31.2 PLANT HORMONES

A fundamental question in the development of multicellular organisms is what controls the differentiation of individual cells. In considering the formation of plant stems, we can ask: (1) What controls the arrangement of leaf primordia and the elongation of internodes? (2) What ensures that the differentiation of xylem and phloem cells produces a continuous vascular system extending from the roots to the leaves? (3) What determines whether an axillary bud remains dormant or develops into a new stem?

The answer, in each case, is that chemical signals guide the growth and differentiation of plant cells. Earlier, we discussed basic principles of cell signaling and communication (Chapter 9). Chemical signals play a central role in plant development because cell fate is determined by position. Some of the chemical signals important in plant development have highly localized effects. For example, signals that cause cells to express meristem identity genes are restricted to the region close to the shoot tip. Other signaling molecules, or their chemical precursors, enter the vascular system and are transported across the entire length of the plant. Because plants grow and develop in many places at once, signaling molecules that can move from one part of the plant to another play an important role in coordinating growth and development at the whole plant level.
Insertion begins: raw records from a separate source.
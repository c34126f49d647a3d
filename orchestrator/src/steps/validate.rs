//! Post-deployment steps: external access, health validation, summary

use async_trait::async_trait;
use serde_json::{json, Map, Value};
use std::time::Duration;
use tracing::{info, warn};

use crate::catalog::StepId;
use crate::channel::{exec_checked, HostHandle};
use crate::context::{ContextDelta, StepContext};
use crate::errors::OrchestratorError;
use crate::steps::{ProgressFn, StepExecutor};

/// Opens the application port in whichever firewall the host runs
pub struct ExternalAccessConfig;

#[async_trait]
impl StepExecutor for ExternalAccessConfig {
    async fn execute(
        &self,
        _step: StepId,
        ctx: &StepContext,
        _config: &Map<String, Value>,
        host: &HostHandle,
        on_progress: ProgressFn<'_>,
    ) -> Result<ContextDelta, OrchestratorError> {
        let port = ctx
            .get(StepId::AppDeployment, "http_port")
            .ok()
            .and_then(Value::as_u64)
            .unwrap_or(8080);

        on_progress(20, "Detecting firewall...");
        let probe = host
            .exec("command -v ufw firewall-cmd 2>/dev/null || true")
            .await?;

        let mut delta = Map::new();
        if probe.stdout.contains("ufw") {
            on_progress(60, "Opening port via ufw...");
            exec_checked(host, &format!("ufw allow {port}/tcp || true")).await?;
            delta.insert("firewall".to_string(), json!("ufw"));
        } else if probe.stdout.contains("firewall-cmd") {
            on_progress(60, "Opening port via firewalld...");
            exec_checked(
                host,
                &format!("firewall-cmd --permanent --add-port={port}/tcp && firewall-cmd --reload"),
            )
            .await?;
            delta.insert("firewall".to_string(), json!("firewalld"));
        } else {
            info!("No managed firewall detected, assuming port {} reachable", port);
            delta.insert("firewall".to_string(), json!("none"));
        }

        delta.insert("exposed_port".to_string(), json!(port));
        on_progress(100, "External access configured");
        Ok(delta)
    }
}

/// Polls the deployed container until it reports healthy
pub struct ServiceValidation {
    retries: u32,
    retry_delay: Duration,
}

impl ServiceValidation {
    pub fn new(retries: u32, retry_delay: Duration) -> Self {
        Self { retries, retry_delay }
    }

    fn is_up(inspect_output: &str) -> bool {
        matches!(inspect_output.trim(), "running" | "healthy")
    }
}

#[async_trait]
impl StepExecutor for ServiceValidation {
    async fn execute(
        &self,
        _step: StepId,
        ctx: &StepContext,
        _config: &Map<String, Value>,
        host: &HostHandle,
        on_progress: ProgressFn<'_>,
    ) -> Result<ContextDelta, OrchestratorError> {
        let app_name = match ctx.get_str(StepId::AppDeployment, "app_name") {
            Ok(name) => name.to_string(),
            Err(e) => {
                warn!("{}; validating default container name", e);
                "app".to_string()
            }
        };

        let inspect = format!(
            "docker inspect --format '{{{{.State.Health.Status}}}}' {app_name} 2>/dev/null \
             || docker inspect --format '{{{{.State.Status}}}}' {app_name}"
        );

        for attempt in 1..=self.retries {
            let percent = (attempt * 100 / (self.retries + 1)).min(95) as u8;
            on_progress(
                percent,
                &format!("Health check attempt {attempt}/{}", self.retries),
            );

            let output = host.exec(&inspect).await?;
            if output.success() && Self::is_up(&output.stdout) {
                info!("Container '{}' is healthy after {} attempt(s)", app_name, attempt);
                let mut delta = Map::new();
                delta.insert("healthy".to_string(), json!(true));
                delta.insert("attempts".to_string(), json!(attempt));
                on_progress(100, "Service is healthy");
                return Ok(delta);
            }

            // No sleep after the last attempt; fail immediately
            if attempt < self.retries {
                tokio::time::sleep(self.retry_delay).await;
            }
        }

        Err(OrchestratorError::ValidationError(format!(
            "Container '{app_name}' did not become healthy after {} attempts",
            self.retries
        )))
    }
}

/// Assembles the final access summary from upstream step results
pub struct DeploymentSummary;

#[async_trait]
impl StepExecutor for DeploymentSummary {
    async fn execute(
        &self,
        _step: StepId,
        ctx: &StepContext,
        _config: &Map<String, Value>,
        host: &HostHandle,
        on_progress: ProgressFn<'_>,
    ) -> Result<ContextDelta, OrchestratorError> {
        on_progress(30, "Collecting deployment summary...");

        let port = ctx
            .get(StepId::AppDeployment, "http_port")
            .ok()
            .and_then(Value::as_u64)
            .unwrap_or(8080);
        let password = ctx
            .str_or(StepId::AppDeployment, "admin_password", "<unchanged>")
            .to_string();

        let mut delta = Map::new();
        delta.insert(
            "access_url".to_string(),
            json!(format!("http://{}:{}", host.target(), port)),
        );
        delta.insert("admin_password".to_string(), json!(password));
        delta.insert(
            "docker_version".to_string(),
            json!(ctx.str_or(StepId::DockerInstallation, "docker_version", "unknown")),
        );

        on_progress(100, "Deployment complete");
        Ok(delta)
    }
}

#[cfg(test)]
mod tests {
    use super::*;
    use crate::channel::{CommandChannel, CommandOutput};
    use std::sync::atomic::{AtomicU32, Ordering};
    use std::sync::Arc;

    #[test]
    fn test_is_up_accepts_running_and_healthy() {
        assert!(ServiceValidation::is_up("running\n"));
        assert!(ServiceValidation::is_up("healthy"));
        assert!(!ServiceValidation::is_up("restarting"));
        assert!(!ServiceValidation::is_up(""));
    }

    /// Channel whose container never leaves the restarting state
    struct NeverHealthyHost {
        calls: AtomicU32,
    }

    #[async_trait]
    impl CommandChannel for NeverHealthyHost {
        async fn exec(&self, _command: &str) -> Result<CommandOutput, OrchestratorError> {
            self.calls.fetch_add(1, Ordering::SeqCst);
            Ok(CommandOutput {
                exit_code: 0,
                stdout: "restarting".to_string(),
                stderr: String::new(),
            })
        }

        fn target(&self) -> String {
            "test-host".to_string()
        }
    }

    #[tokio::test(start_paused = true)]
    async fn test_validation_fails_without_sleeping_after_last_attempt() {
        let checker = Arc::new(NeverHealthyHost {
            calls: AtomicU32::new(0),
        });
        let host: HostHandle = checker.clone();
        let validator = ServiceValidation::new(3, Duration::from_secs(1));
        let on_progress = |_: u8, _: &str| {};
        let started = tokio::time::Instant::now();

        let err = validator
            .execute(
                StepId::ServiceValidation,
                &StepContext::new(),
                &Map::new(),
                &host,
                &on_progress,
            )
            .await
            .unwrap_err();

        assert!(matches!(err, OrchestratorError::ValidationError(_)));
        assert_eq!(checker.calls.load(Ordering::SeqCst), 3);
        // Two sleeps between three attempts, none trailing the last one
        assert_eq!(started.elapsed(), Duration::from_secs(2));
    }
}
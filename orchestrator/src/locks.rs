//! Per-target exclusive locks
//!
//! Mutating helpers (configuration updates, version upgrades) must not run
//! concurrently against the same target. `KeyedLocks` hands out one async
//! mutex per target identifier; holders may keep the lock across long
//! remote operations, so callers should expect multi-second waits.

use std::collections::HashMap;
use std::sync::Arc;
use tokio::sync::{Mutex, OwnedMutexGuard};

/// Registry of named exclusive locks
#[derive(Default)]
pub struct KeyedLocks {
    inner: Mutex<HashMap<String, Arc<Mutex<()>>>>,
}

impl KeyedLocks {
    pub fn new() -> Self {
        Self::default()
    }

    /// Acquire the lock for `key`, waiting if another holder is active
    pub async fn acquire(&self, key: &str) -> OwnedMutexGuard<()> {
        let lock = {
            let mut map = self.inner.lock().await;
            map.entry(key.to_string())
                .or_insert_with(|| Arc::new(Mutex::new(())))
                .clone()
        };
        lock.lock_owned().await
    }

    /// Try to acquire without waiting; `None` when a holder is active
    pub async fn try_acquire(&self, key: &str) -> Option<OwnedMutexGuard<()>> {
        let lock = {
            let mut map = self.inner.lock().await;
            map.entry(key.to_string())
                .or_insert_with(|| Arc::new(Mutex::new(())))
                .clone()
        };
        lock.try_lock_owned().ok()
    }
}

#[cfg(test)]
mod tests {
    use super::*;

    #[tokio::test]
    async fn test_same_key_is_exclusive() {
        let locks = KeyedLocks::new();
        let guard = locks.acquire("target-a").await;

        assert!(locks.try_acquire("target-a").await.is_none());
        drop(guard);
        assert!(locks.try_acquire("target-a").await.is_some());
    }

    #[tokio::test]
    async fn test_different_keys_are_independent() {
        let locks = KeyedLocks::new();
        let _a = locks.acquire("target-a").await;

        assert!(locks.try_acquire("target-b").await.is_some());
    }
}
31.2.1 Hormones affect the growth and differentiation of plant cells.

Hormones are chemical signals that influence both physiology and development. They play a central role in establishing and maintaining basic patterns of plant development, as well as coordinating growth in different parts of the plant in response to both internal and external environmental factors. A key feature of hormones is that they are effective in extremely low concentrations. In plants, hormones can be synthesized throughout the plant body, although they are most often produced in meristems. In addition, plant hormones can affect both the cells in which they are produced as well as cells located in distant regions of the plant.

Plant hormones influence cell growth and differentiation by altering patterns of gene expression as well as rates of cell division and cell expansion. How a cell responds to a particular hormone depends both upon its developmental stage and its position within the plant. In addition, the effect of any one hormone is often affected by the presence of one or more other hormones. This observation explains how a small number of hormones is able to shape the ongoing development and growth of plants.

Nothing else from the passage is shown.